I’m in the process of updating/rebooting my home theater. The most complicated part of this is the Tivo/Live TV replacement.

I considered trying Hulu, but because I already have a HD-ready off-air antenna, I decided to see whether I could use that.

After some research, I picked up a HD HomeRun, which is a device that takes the OTA antenna signal and drops it onto the LAN. $88 on Amazon, one time fee.

To read those signals, I picked up Elgato’s EyeTV software, which essentially does the job of a Tivo (takes program guide information, allows user to schedule shows for recording, records the shows to disk).
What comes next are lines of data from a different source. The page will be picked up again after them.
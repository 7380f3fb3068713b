//! Error types for the regression-gate pipeline.
//!
//! Every failure here is terminal for the run: the CLI propagates the error
//! to process exit, there are no retries anywhere.

use crate::junit::JunitError;
use std::collections::BTreeMap;
use std::path::PathBuf;
use thiserror::Error;

/// Errors produced while loading reports or checking thresholds.
#[derive(Error, Debug)]
pub enum TtgError {
    /// An input path does not exist on the filesystem.
    #[error("path '{}' not found", .0.display())]
    NotFound(PathBuf),

    /// A file or directory could not be read during the scan.
    #[error("failed to read '{}': {source}", .path.display())]
    Io {
        path: PathBuf,
        #[source]
        source: std::io::Error,
    },

    /// A report file exists but is not valid JUnit XML.
    #[error("failed to parse '{}': {source}", .path.display())]
    Parse {
        path: PathBuf,
        #[source]
        source: JunitError,
    },

    /// One or more individual tests regressed past the threshold.
    ///
    /// Payload maps each offending test key to its percentage change.
    #[error(
        "test time increase threshold exceeded for the following testcases:\n{}",
        format_percentages(.regressions)
    )]
    TestTimeExceeded { regressions: BTreeMap<String, f64> },

    /// Aggregate test time regressed past the threshold.
    ///
    /// Payload maps each additive test (present only in the compare run) to
    /// its duration in seconds.
    #[error(
        "total test time increase threshold exceeded ({total_pct:+.2}%), added tests (in seconds):\n{}",
        format_durations(.additive)
    )]
    TotalTimeExceeded {
        total_pct: f64,
        additive: BTreeMap<String, f64>,
    },
}

fn format_percentages(map: &BTreeMap<String, f64>) -> String {
    map.iter()
        .map(|(key, pct)| format!("  {key}: {pct:+.2}%"))
        .collect::<Vec<_>>()
        .join("\n")
}

fn format_durations(map: &BTreeMap<String, f64>) -> String {
    map.iter()
        .map(|(key, secs)| format!("  {key}: {secs:.3}s"))
        .collect::<Vec<_>>()
        .join("\n")
}

#[cfg(test)]
mod tests {
    use super::*;

    #[test]
    fn test_test_time_exceeded_display_lists_offenders() {
        let mut regressions = BTreeMap::new();
        regressions.insert("suite.Class.test_a".to_string(), 15.0);
        regressions.insert("suite.Class.test_b".to_string(), 42.5);

        let msg = TtgError::TestTimeExceeded { regressions }.to_string();
        assert!(msg.contains("threshold exceeded"));
        assert!(msg.contains("suite.Class.test_a: +15.00%"));
        assert!(msg.contains("suite.Class.test_b: +42.50%"));
    }

    #[test]
    fn test_total_time_exceeded_display_lists_added_tests() {
        let mut additive = BTreeMap::new();
        additive.insert("suite.Class.test_new".to_string(), 100.0);

        let msg = TtgError::TotalTimeExceeded {
            total_pct: 2000.0,
            additive,
        }
        .to_string();
        assert!(msg.contains("+2000.00%"));
        assert!(msg.contains("suite.Class.test_new: 100.000s"));
    }

    #[test]
    fn test_not_found_display_carries_path() {
        let msg = TtgError::NotFound(PathBuf::from("/no/such/dir")).to_string();
        assert!(msg.contains("/no/such/dir"));
        assert!(msg.contains("not found"));
    }
}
EyeTV is $79; it uses TVGuide.com’s Electronic Program Guide, which costs $20/year, first year is free.

So, for a startup cost of about $175, I now have TV shows recording automatically again.

And now, believe it or not, is where it actually starts getting complicated.

EyeTV produces shows packaged as .eyetv files. These files are little bundles that include; one or more video files containing the show itself, along with a few “metadata” files that contain things like the show’s title, air date, channel and assorted other stuff.

The .eyetv files are named things like:

Cheers – Where Everybody Knows Your Name.eyetv

But XBMC (or other home theater OS software — that’s another show) want to see TV shows named like this:

TV Shows/Cheers/Season 1/Cheers.S01E01 – Where Everybody Knows Your Name.mpg

So, the .eyetv file needs to be cracked open, and the metadata (which is in XML) needs to be parsed out to construct this new name.

Some poking around with Python produced a script to perform that task, and some additional Googling revealed a way to automatically fire off the Python script anytime a new .eyetv file shows up.

That gets us about 90% of the way there; honestly, that’s as far as Tivo had gotten. That is, the shows are now in the correct folder, and the HTPC can read them, but they still have commercials in them.

Various kind souls on the ‘net have figured out how to strip commercials from shows, and, if there is going to be a further upgrade to the new Tivo system, this will be it. Here’s an article about commercial skipping in EyeTV files (search for the post with the word “mp4chaps” in it).

Someday, we’ll start running into disk space problems, as there’s no auto-culling of shows. But, since the shows are broken out by show and season, it should be fairly straightforward to fix that later.

A final note: among other things I’ve figured out in this process, I discovered that we receive a total of 40 off-air channels at our house. Forty. There are at least 2 channels that show nothing but movies! In a word, w00t.